**Supplied data:**
________________

//! Query parameters and request URL construction.

use url::form_urlencoded;

use crate::client::server::SolrServer;

/// Request handler used when the query does not name one.
pub const DEFAULT_PATH: &str = "/select";

/// Response format version requested from the server.
pub const PROTOCOL_VERSION: &str = "2.2";

/// User agent sent with every request.
pub const USER_AGENT: &str = concat!("solr-async-client/", env!("CARGO_PKG_VERSION"));

/// A search request: an ordered, multi-valued list of parameters plus an
/// optional request handler path.
#[derive(Debug, Clone, Default, PartialEq, Eq)]
pub struct SolrQuery {
    params: Vec<(String, String)>,
    request_handler: Option<String>,
}

impl SolrQuery {
    /// Create a query for the given `q` parameter.
    pub fn new(q: impl Into<String>) -> Self {
        Self::default().set("q", q)
    }

    /// Replace all values of `name` with `value`.
    pub fn set(mut self, name: impl Into<String>, value: impl Into<String>) -> Self {
        let name = name.into();
        self.params.retain(|(k, _)| *k != name);
        self.params.push((name, value.into()));
        self
    }

    /// Append a value for `name`, keeping existing ones.
    pub fn add(mut self, name: impl Into<String>, value: impl Into<String>) -> Self {
        self.params.push((name.into(), value.into()));
        self
    }

    pub fn rows(self, rows: u32) -> Self {
        self.set("rows", rows.to_string())
    }

    pub fn start(self, start: u32) -> Self {
        self.set("start", start.to_string())
    }

    /// Fields to return (`fl`).
    pub fn fields(self, fields: &[&str]) -> Self {
        self.set("fl", fields.join(","))
    }

    /// Add a filter query (`fq`).
    pub fn filter_query(self, fq: impl Into<String>) -> Self {
        self.add("fq", fq)
    }

    pub fn sort(self, sort: impl Into<String>) -> Self {
        self.set("sort", sort)
    }

    /// Route the query to a specific request handler.
    ///
    /// Only values starting with `/` are used as a path; anything else
    /// falls back to [`DEFAULT_PATH`].
    pub fn request_handler(mut self, handler: impl Into<String>) -> Self {
        self.request_handler = Some(handler.into());
        self
    }

    pub fn params(&self) -> &[(String, String)] {
        &self.params
    }

    /// First value of `name`.
    pub fn get(&self, name: &str) -> Option<&str> {
        self.params
            .iter()
            .find(|(k, _)| k == name)
            .map(|(_, v)| v.as_str())
    }

    pub fn handler(&self) -> Option<&str> {
        self.request_handler.as_deref()
    }

    /// Path the request is sent to.
    pub fn path(&self) -> &str {
        match self.request_handler.as_deref() {
            Some(h) if h.starts_with('/') => h,
            _ => DEFAULT_PATH,
        }
    }
}

/// Build `<base_url><path>?<params>` for one attempt against `server`.
///
/// `wt` and `version` always come from the client; values the query
/// carries for them are dropped.
pub fn request_url(server: &SolrServer, query: &SolrQuery, writer_type: &str) -> String {
    let mut serializer = form_urlencoded::Serializer::new(String::new());
    for (k, v) in query.params() {
        if k == "wt" || k == "version" {
            continue;
        }
        serializer.append_pair(k, v);
    }
    serializer.append_pair("wt", writer_type);
    serializer.append_pair("version", PROTOCOL_VERSION);

    format!("{}{}?{}", server.base_url(), query.path(), serializer.finish())
}

#[cfg(test)]
mod tests {
    use super::*;

    #[test]
    fn test_default_path() {
        let server = SolrServer::new("http://solr:8983/solr").unwrap();
        let url = request_url(&server, &SolrQuery::new("*:*"), "json");
        assert_eq!(url, "http://solr:8983/solr/select?q=*%3A*&wt=json&version=2.2");
    }

    #[test]
    fn test_trailing_slash_produces_identical_url() {
        let a = SolrServer::new("http://solr:8983/solr/").unwrap();
        let b = SolrServer::new("http://solr:8983/solr").unwrap();
        let q = SolrQuery::new("title:rust").rows(5);
        assert_eq!(request_url(&a, &q, "json"), request_url(&b, &q, "json"));
    }

    #[test]
    fn test_handler_path() {
        let server = SolrServer::new("http://solr:8983/solr").unwrap();
        let q = SolrQuery::new("x").request_handler("/suggest");
        assert!(request_url(&server, &q, "json").starts_with("http://solr:8983/solr/suggest?"));

        // Not a path, ignored.
        let q = SolrQuery::new("x").request_handler("dismax");
        assert_eq!(q.path(), DEFAULT_PATH);
    }

    #[test]
    fn test_space_encoded_as_plus() {
        let server = SolrServer::new("http://solr:8983/solr").unwrap();
        let q = SolrQuery::new("hello world");
        let url = request_url(&server, &q, "json");
        assert!(url.contains("q=hello+world"), "{url}");
    }

    #[test]
    fn test_client_controls_writer_type_and_version() {
        let server = SolrServer::new("http://solr:8983/solr").unwrap();
        let q = SolrQuery::new("x").set("wt", "xml").set("version", "1.0").rows(3);
        let url = request_url(&server, &q, "json");
        assert_eq!(url, "http://solr:8983/solr/select?q=x&rows=3&wt=json&version=2.2");
        assert_eq!(url.matches("wt=").count(), 1);
    }

    #[test]
    fn test_set_replaces_add_appends() {
        let q = SolrQuery::new("a")
            .set("q", "b")
            .filter_query("type:book")
            .filter_query("year:2020");
        assert_eq!(q.get("q"), Some("b"));
        let fqs: Vec<_> = q.params().iter().filter(|(k, _)| k == "fq").collect();
        assert_eq!(fqs.len(), 2);
    }
}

________________

**Try it:**
Copy out every entry, keeping each line exactly as it is.

**Finished exercise:**
//! Query parameters and request URL construction.

use url::form_urlencoded;

use crate::client::server::SolrServer;

/// Request handler used when the query does not name one.
pub const DEFAULT_PATH: &str = "/select";

/// Response format version requested from the server.
pub const PROTOCOL_VERSION: &str = "2.2";

/// User agent sent with every request.
pub const USER_AGENT: &str = concat!("solr-async-client/", env!("CARGO_PKG_VERSION"));

/// A search request: an ordered, multi-valued list of parameters plus an
/// optional request handler path.
#[derive(Debug, Clone, Default, PartialEq, Eq)]
pub struct SolrQuery {
    params: Vec<(String, String)>,
    request_handler: Option<String>,
}

impl SolrQuery {
    /// Create a query for the given `q` parameter.
    pub fn new(q: impl Into<String>) -> Self {
        Self::default().set("q", q)
    }

    /// Replace all values of `name` with `value`.
    pub fn set(mut self, name: impl Into<String>, value: impl Into<String>) -> Self {
        let name = name.into();
        self.params.retain(|(k, _)| *k != name);
        self.params.push((name, value.into()));
        self
    }

    /// Append a value for `name`, keeping existing ones.
    pub fn add(mut self, name: impl Into<String>, value: impl Into<String>) -> Self {
        self.params.push((name.into(), value.into()));
        self
    }

    pub fn rows(self, rows: u32) -> Self {
        self.set("rows", rows.to_string())
    }

    pub fn start(self, start: u32) -> Self {
        self.set("start", start.to_string())
    }

    /// Fields to return (`fl`).
    pub fn fields(self, fields: &[&str]) -> Self {
        self.set("fl", fields.join(","))
    }

    /// Add a filter query (`fq`).
    pub fn filter_query(self, fq: impl Into<String>) -> Self {
        self.add("fq", fq)
    }

    pub fn sort(self, sort: impl Into<String>) -> Self {
        self.set("sort", sort)
    }

    /// Route the query to a specific request handler.
    ///
    /// Only values starting with `/` are used as a path; anything else
    /// falls back to [`DEFAULT_PATH`].
    pub fn request_handler(mut self, handler: impl Into<String>) -> Self {
        self.request_handler = Some(handler.into());
        self
    }

    pub fn params(&self) -> &[(String, String)] {
        &self.params
    }

    /// First value of `name`.
    pub fn get(&self, name: &str) -> Option<&str> {
        self.params
            .iter()
            .find(|(k, _)| k == name)
            .map(|(_, v)| v.as_str())
    }

    pub fn handler(&self) -> Option<&str> {
        self.request_handler.as_deref()
    }

    /// Path the request is sent to.
    pub fn path(&self) -> &str {
        match self.request_handler.as_deref() {
            Some(h) if h.starts_with('/') => h,
            _ => DEFAULT_PATH,
        }
    }
}

/// Build `<base_url><path>?<params>` for one attempt against `server`.
///
/// `wt` and `version` always come from the client; values the query
/// carries for them are dropped.
pub fn request_url(server: &SolrServer, query: &SolrQuery, writer_type: &str) -> String {
    let mut serializer = form_urlencoded::Serializer::new(String::new());
    for (k, v) in query.params() {
        if k == "wt" || k == "version" {
            continue;
        }
        serializer.append_pair(k, v);
    }
    serializer.append_pair("wt", writer_type);
    serializer.append_pair("version", PROTOCOL_VERSION);

    format!("{}{}?{}", server.base_url(), query.path(), serializer.finish())
}

#[cfg(test)]
mod tests {
    use super::*;

    #[test]
    fn test_default_path() {
        let server = SolrServer::new("http://solr:8983/solr").unwrap();
        let url = request_url(&server, &SolrQuery::new("*:*"), "json");
        assert_eq!(url, "http://solr:8983/solr/select?q=*%3A*&wt=json&version=2.2");
    }

    #[test]
    fn test_trailing_slash_produces_identical_url() {
        let a = SolrServer::new("http://solr:8983/solr/").unwrap();
        let b = SolrServer::new("http://solr:8983/solr").unwrap();
        let q = SolrQuery::new("title:rust").rows(5);
        assert_eq!(request_url(&a, &q, "json"), request_url(&b, &q, "json"));
    }

    #[test]
    fn test_handler_path() {
        let server = SolrServer::new("http://solr:8983/solr").unwrap();
        let q = SolrQuery::new("x").request_handler("/suggest");
        assert!(request_url(&server, &q, "json").starts_with("http://solr:8983/solr/suggest?"));

        // Not a path, ignored.
        let q = SolrQuery::new("x").request_handler("dismax");
        assert_eq!(q.path(), DEFAULT_PATH);
    }

    #[test]
    fn test_space_encoded_as_plus() {
        let server = SolrServer::new("http://solr:8983/solr").unwrap();
        let q = SolrQuery::new("hello world");
        let url = request_url(&server, &q, "json");
        assert!(url.contains("q=hello+world"), "{url}");
    }

    #[test]
    fn test_client_controls_writer_type_and_version() {
        let server = SolrServer::new("http://solr:8983/solr").unwrap();
        let q = SolrQuery::new("x").set("wt", "xml").set("version", "1.0").rows(3);
        let url = request_url(&server, &q, "json");
        assert_eq!(url, "http://solr:8983/solr/select?q=x&rows=3&wt=json&version=2.2");
        assert_eq!(url.matches("wt=").count(), 1);
    }

    #[test]
    fn test_set_replaces_add_appends() {
        let q = SolrQuery::new("a")
            .set("q", "b")
            .filter_query("type:book")
            .filter_query("year:2020");
        assert_eq!(q.get("q"), Some("b"));
        let fqs: Vec<_> = q.params().iter().filter(|(k, _)| k == "fq").collect();
        assert_eq!(fqs.len(), 2);
    }
}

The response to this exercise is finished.